Try using the type theano.config.floatX ?

Thanks Chartl. But it Still didn’t work. Error message:

KeyError Traceback (most recent call last)
/anaconda3/lib/python3.7/site-packages/theano/tensor/type.py in dtype_specs(self)
268 ‘complex64’: (complex, ‘theano_complex64’, ‘NPY_COMPLEX64’)
–> 269 }[self.dtype]
270 except KeyError:

KeyError: ‘object’
During handling of the above exception, another exception occurred:
TypeError: Unsupported dtype for TensorType: object

Let’s just focus on one line of the code:
xxdat['ad'] = ((xxdat['pde_norm'].values) * (lam[xxdat['chnl_cd'].values-1]**(xxdat['gap_nrx_promo'].values))).astype(T.config.floatX)

I add a print function after that, and the got this table result:

<class ‘pandas.core.frame.DataFrame’>
Int64Index: 1000 entries, 1029454 to 607395
Data columns (total 8 columns):
spcl_st_cd 1000 non-null int64
nrx_wk 1000 non-null int64
nrx_norm 1000 non-null float64
chnl_cd 1000 non-null int64
promo_wk 1000 non-null int64
pde_norm 1000 non-null float64
gap_nrx_promo 1000 non-null int64
ad 1000 non-null object
dtypes: float64(2), int64(5), object(1)
memory usage: 70.3+ KB
None

So even we change the data type, the generated column is still object type. Do you know the reason for this?
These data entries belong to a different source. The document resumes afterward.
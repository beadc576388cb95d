//! Shared collaborators for every operation.

use std::sync::Arc;

use anyhow::Context;
use sqlx::SqlitePool;

use crate::clock::{Clock, SystemClock};
use crate::config::Config;
use crate::config::SettingsStore;
use crate::documents::{DocumentStore, SqliteDocumentStore};
use crate::initialization::init_probe_client;
use crate::ledger::Ledger;
use crate::locate::SiteHosts;
use crate::resolve::{HeadProbe, ReqwestProbe, ResolutionCache, Resolver};
use crate::storage::{
    init_db_pool_with_path, LeaseStore, OptionsStore, ScanStateStore, SqliteResolutionCache,
    SqliteSettings,
};

/// Everything the operations share, wired over one SQLite pool.
#[derive(Clone)]
pub struct SentinelContext {
    pub pool: Arc<SqlitePool>,
    pub clock: Arc<dyn Clock>,
    pub hosts: Arc<SiteHosts>,
    pub documents: Arc<dyn DocumentStore>,
    pub resolver: Arc<Resolver>,
    pub cache: Arc<dyn ResolutionCache>,
    pub ledger: Arc<Ledger>,
    pub leases: Arc<LeaseStore>,
    pub scan_state: Arc<ScanStateStore>,
    pub options: Arc<OptionsStore>,
    pub settings: Arc<dyn SettingsStore>,
}

impl SentinelContext {
    /// Wires the bundled SQLite document store.
    pub fn new(
        pool: Arc<SqlitePool>,
        hosts: SiteHosts,
        probe: Arc<dyn HeadProbe>,
        clock: Arc<dyn Clock>,
    ) -> Self {
        let documents: Arc<dyn DocumentStore> = Arc::new(SqliteDocumentStore::new(
            pool.clone(),
            hosts.base().clone(),
        ));
        Self::with_documents(pool, hosts, documents, probe, clock)
    }

    /// Wires an external document store; bookkeeping still lives in `pool`.
    pub fn with_documents(
        pool: Arc<SqlitePool>,
        hosts: SiteHosts,
        documents: Arc<dyn DocumentStore>,
        probe: Arc<dyn HeadProbe>,
        clock: Arc<dyn Clock>,
    ) -> Self {
        let hosts = Arc::new(hosts);
        let cache: Arc<dyn ResolutionCache> =
            Arc::new(SqliteResolutionCache::new(pool.clone(), clock.clone()));
        let resolver = Arc::new(Resolver::new(
            hosts.clone(),
            documents.clone(),
            probe,
            cache.clone(),
        ));
        Self {
            ledger: Arc::new(Ledger::new(pool.clone(), clock.clone())),
            leases: Arc::new(LeaseStore::new(pool.clone(), clock.clone())),
            scan_state: Arc::new(ScanStateStore::new(pool.clone())),
            options: Arc::new(OptionsStore::new(pool.clone())),
            settings: Arc::new(SqliteSettings::new(pool.clone())),
            pool,
            clock,
            hosts,
            documents,
            resolver,
            cache,
        }
    }

    /// Opens the database and probe client named by `config`.
    ///
    /// # Errors
    ///
    /// Fails when the site URL is invalid, the database cannot be opened or
    /// migrated, or the HTTP client cannot be built.
    pub async fn from_config(config: &Config) -> anyhow::Result<Self> {
        let hosts = SiteHosts::new(
            &config.site_url,
            &config.internal_hosts,
            &config.reserved_prefixes,
        )
        .context("Failed to parse site URL")?;
        let pool = init_db_pool_with_path(&config.db_path)
            .await
            .context("Failed to open database")?;
        let client =
            init_probe_client(&config.user_agent).context("Failed to build HTTP client")?;

        Ok(Self::new(
            pool,
            hosts,
            Arc::new(ReqwestProbe::new(client)),
            Arc::new(SystemClock),
        ))
    }
}
// storage/mod.rs
// Database operations module

pub mod cache;
pub mod lease;
pub mod migrations;
pub mod options;
pub mod pool;
pub mod scan_state;
pub mod settings;
#[cfg(test)]
pub mod test_helpers;

// Re-export commonly used items
pub use cache::SqliteResolutionCache;
pub use lease::{new_token, LeaseStore};
pub use migrations::run_migrations;
pub use options::OptionsStore;
pub use pool::init_db_pool_with_path;
pub use scan_state::{ScanState, ScanStateStore};
pub use settings::SqliteSettings;
//! Error categorization.

use super::types::UpstreamKind;

/// Categorizes a `reqwest::Error` into an `UpstreamKind`.
///
/// Status errors never reach here: probes never call `error_for_status`, so any
/// HTTP answer is a status, not an error.
pub fn categorize_reqwest_error(error: &reqwest::Error) -> UpstreamKind {
    if error.is_timeout() {
        UpstreamKind::Timeout
    } else if error.is_connect() {
        UpstreamKind::Connect
    } else if error.is_builder() {
        UpstreamKind::Builder
    } else if error.is_body() || error.is_decode() {
        UpstreamKind::Body
    } else if error.is_request() {
        UpstreamKind::Request
    } else {
        UpstreamKind::Other
    }
}

#[cfg(test)]
mod tests {
    use super::*;

    #[tokio::test]
    async fn test_connection_refused_is_connect() {
        // Port 9 (discard) on localhost is closed in test environments.
        let client = reqwest::Client::builder()
            .timeout(std::time::Duration::from_secs(2))
            .build()
            .expect("client should build");
        let err = client
            .head("http://127.0.0.1:9/")
            .send()
            .await
            .expect_err("request to a closed port should fail");
        let kind = categorize_reqwest_error(&err);
        assert_ne!(kind, UpstreamKind::Builder);
    }

    #[test]
    fn test_builder_error() {
        let client = reqwest::Client::new();
        let err = client
            .head("not a url")
            .build()
            .expect_err("relative URL should not build");
        assert_eq!(categorize_reqwest_error(&err), UpstreamKind::Builder);
    }
}
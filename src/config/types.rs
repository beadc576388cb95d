//! Configuration types and CLI options.
//!
//! This module defines enums and structs used for command-line argument parsing
//! and process-level configuration.

use std::path::PathBuf;

use clap::{Parser, ValueEnum};

use crate::config::constants::{DB_PATH, DEFAULT_USER_AGENT};

/// Logging level for the application.
///
/// Controls the verbosity of log output, from most restrictive (Error) to most
/// verbose (Trace).
#[derive(Clone, Debug, ValueEnum)]
pub enum LogLevel {
    /// Only error messages
    Error,
    /// Error and warning messages
    Warn,
    /// Error, warning, and informational messages
    Info,
    /// All messages except trace
    Debug,
    /// All messages including trace
    Trace,
}

impl From<LogLevel> for log::LevelFilter {
    fn from(l: LogLevel) -> Self {
        match l {
            LogLevel::Error => log::LevelFilter::Error,
            LogLevel::Warn => log::LevelFilter::Warn,
            LogLevel::Info => log::LevelFilter::Info,
            LogLevel::Debug => log::LevelFilter::Debug,
            LogLevel::Trace => log::LevelFilter::Trace,
        }
    }
}

/// Log output format.
///
/// - `Plain`: Human-readable format with colors (default)
/// - `Json`: Structured JSON format for machine parsing
#[derive(Clone, Debug, ValueEnum)]
pub enum LogFormat {
    /// Human-readable format with colors (default)
    Plain,
    /// Structured JSON format for machine parsing
    Json,
}

/// Process configuration.
///
/// Everything the service needs before it can open the database. Runtime
/// knobs (batch sizes, budgets, auto-fix) live in [`crate::config::Settings`]
/// instead, so they can change without a restart.
///
/// # Examples
///
/// ```no_run
/// use link_sentinel::Config;
///
/// let config = Config {
///     site_url: "https://example.org".to_string(),
///     ..Default::default()
/// };
/// ```
#[derive(Debug, Clone, Parser)]
#[command(
    name = "link_sentinel",
    version,
    about = "Finds redirected and broken links in stored content and fixes them in place"
)]
pub struct Config {
    /// Public base URL of the site whose content is scanned
    #[arg(long, env = "LINK_SENTINEL_SITE_URL", default_value = "http://localhost")]
    pub site_url: String,

    /// Additional hosts treated as internal (comma separated, `host[:port]`)
    #[arg(
        long = "internal-host",
        env = "LINK_SENTINEL_INTERNAL_HOSTS",
        value_delimiter = ','
    )]
    pub internal_hosts: Vec<String>,

    /// Path prefixes that are never scanned (defaults to the admin/login paths)
    #[arg(long = "reserved-prefix", value_delimiter = ',')]
    pub reserved_prefixes: Vec<String>,

    /// Database path (SQLite file)
    #[arg(long, env = "LINK_SENTINEL_DB_PATH", default_value = DB_PATH)]
    pub db_path: PathBuf,

    /// Address the HTTP API binds to
    #[arg(long, default_value = "127.0.0.1")]
    pub listen_addr: String,

    /// Port the HTTP API listens on
    #[arg(long, default_value_t = 8087)]
    pub port: u16,

    /// Log level
    #[arg(long, value_enum, default_value = "info")]
    pub log_level: LogLevel,

    /// Log format
    #[arg(long, value_enum, default_value = "plain")]
    pub log_format: LogFormat,

    /// HTTP User-Agent header value for probe requests
    #[arg(long, default_value = DEFAULT_USER_AGENT)]
    pub user_agent: String,

    /// Shared secret every state-changing request must present as its nonce
    #[arg(long, env = "LINK_SENTINEL_API_KEY")]
    pub api_key: Option<String>,
}

impl Default for Config {
    fn default() -> Self {
        Self {
            site_url: "http://localhost".to_string(),
            internal_hosts: Vec::new(),
            reserved_prefixes: Vec::new(),
            db_path: PathBuf::from(DB_PATH),
            listen_addr: "127.0.0.1".to_string(),
            port: 8087,
            log_level: LogLevel::Info,
            log_format: LogFormat::Plain,
            user_agent: DEFAULT_USER_AGENT.to_string(),
            api_key: None,
        }
    }
}

#[cfg(test)]
mod tests {
    use super::*;

    #[test]
    fn test_log_level_conversion() {
        assert_eq!(
            log::LevelFilter::from(LogLevel::Error),
            log::LevelFilter::Error
        );
        assert_eq!(
            log::LevelFilter::from(LogLevel::Warn),
            log::LevelFilter::Warn
        );
        assert_eq!(
            log::LevelFilter::from(LogLevel::Info),
            log::LevelFilter::Info
        );
        assert_eq!(
            log::LevelFilter::from(LogLevel::Debug),
            log::LevelFilter::Debug
        );
        assert_eq!(
            log::LevelFilter::from(LogLevel::Trace),
            log::LevelFilter::Trace
        );
    }

    #[test]
    fn test_config_default() {
        let config = Config::default();
        assert_eq!(config.site_url, "http://localhost");
        assert_eq!(config.port, 8087);
        assert!(config.api_key.is_none());
        assert_eq!(config.db_path, PathBuf::from("./link_sentinel.db"));
        assert!(config.user_agent.starts_with("LinkSentinel/"));
    }

    #[test]
    fn test_config_parses_internal_hosts_list() {
        let config = Config::try_parse_from([
            "link_sentinel",
            "--site-url",
            "https://example.org",
            "--internal-host",
            "cdn.example.org,example.net:8443",
            "--port",
            "9000",
        ])
        .expect("arguments should parse");
        assert_eq!(config.site_url, "https://example.org");
        assert_eq!(
            config.internal_hosts,
            vec!["cdn.example.org".to_string(), "example.net:8443".to_string()]
        );
        assert_eq!(config.port, 9000);
    }

    #[test]
    fn test_config_rejects_unknown_log_format() {
        let result = Config::try_parse_from(["link_sentinel", "--log-format", "xml"]);
        assert!(result.is_err());
    }
}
You can always try to unwrap into an array

xxdat_ad = np.array([float(u) for u in xxdat['ad']])

and see where the error occurs.

By further checking the column it generated, is looks like this: That is the reason it is the object type

You’re mixing theano and numpy. ad_sum_r is a random variable, and so will all downstream computations that involve it. These computations should be performed in theano to register them on the DAG, rather than through numpy/pandas which won’t know what to do with a theano variable.

I think you are right. I never used theano before so it is a bit confusing here for me.

In a nutshell, what I want to do here is to generate a column based on the random variable lam, and use this generated column to further do some aggregations, the final column generated which is bx will be directly used for calculating the likelihood.

In that case, how can i separate pandas/numpy calculations from theano?

In this case it would mean manually grouping and aggregating, so that you can use theano.tensor.sum instead of np.sum. and theano.tensor.mean instead of np.mean. I don’t think that the theano functions will play nicely with pandas groupby/agg; but I could be wrong.

Hi Chartl,

Thanks man. But for grouping it is not that easy to do without pandas

Hi Chris,

I have revised my code based on your suggestion, here is my main code now:


with pm.Model() as model:
    
    ### prior for unknown parameters
    # prior for lambda
    BoundedNormal_lam = pm.Bound(pm.Normal, lower=lam_lbd, upper=lam_ubd)
    lam = BoundedNormal_lam('lam', mu=lam_mean, sd=lam_sd, shape = 8)
    # prior for gamma
    BoundedNormal_gamma = pm.Bound(pm.Normal, lower=0.2, upper=0.8)
    gamma = BoundedNormal_gamma('gamma', mu=0.5, sd=0.1)
    # prior for beta
    BoundedNormal_beta = pm.Bound(pm.Normal, lower=b_lbd, upper=b_ubd)
    beta = BoundedNormal_beta('beta', mu=b_mean, sd=b_sd, shape = 8)
    # prior for v
    v = pm.Uniform('v', lower = 1e-2, upper =1e2)
    
    # decayed promotion: pde * lam_j^{t-l}
    xxdat['ad'] = (xxdat['pde_norm'].values) * (lam[xxdat['chnl_cd'].values-1]**(xxdat['gap_nrx_promo'].values))
    # Sum up of decayed promotion for each NRx + each channel: \sum_t pde * lam_j^{t-l}
    yydat = xxdat.groupby(['spcl_st_cd','nrx_wk', 'chnl_cd', 'nrx_norm'], as_index= False).agg({'ad':test_sum})
    yydat.rename(columns = {'ad': 'ad_sum'}, inplace = True)
    yydat['ad_sum_r'] = (yydat['ad_sum'] ** gamma) # Add adstock diminishing factor (\sum_t pde * lam_j^{t-l})^r
    
    # normalize each channel's adstock
    yydat['ad_norm'] = (yydat['ad_sum_r'].values)/(yydat.groupby('chnl_cd', as_index=False).agg({'ad_sum_r':test_mean})['ad_sum_r'][yydat['chnl_cd'].values-1]).values
    # sum up adstock multiplying impact factor over channels
    yydat['bx'] = (beta[yydat['chnl_cd'].values -1]*(yydat['ad_norm']))
    zzdat = yydat.groupby(['spcl_st_cd', 'nrx_wk', 'nrx_norm'], as_index = False).agg({'bx':test_sum})
    # Get the final mu
    mu = test_mean(zzdat['bx'])
    
    ### likelihood (sampling distribution) of observations
    Y_obs = pm.Normal('Y_obs', mu=mu, sd = v, observed = zzdat['nrx_norm'])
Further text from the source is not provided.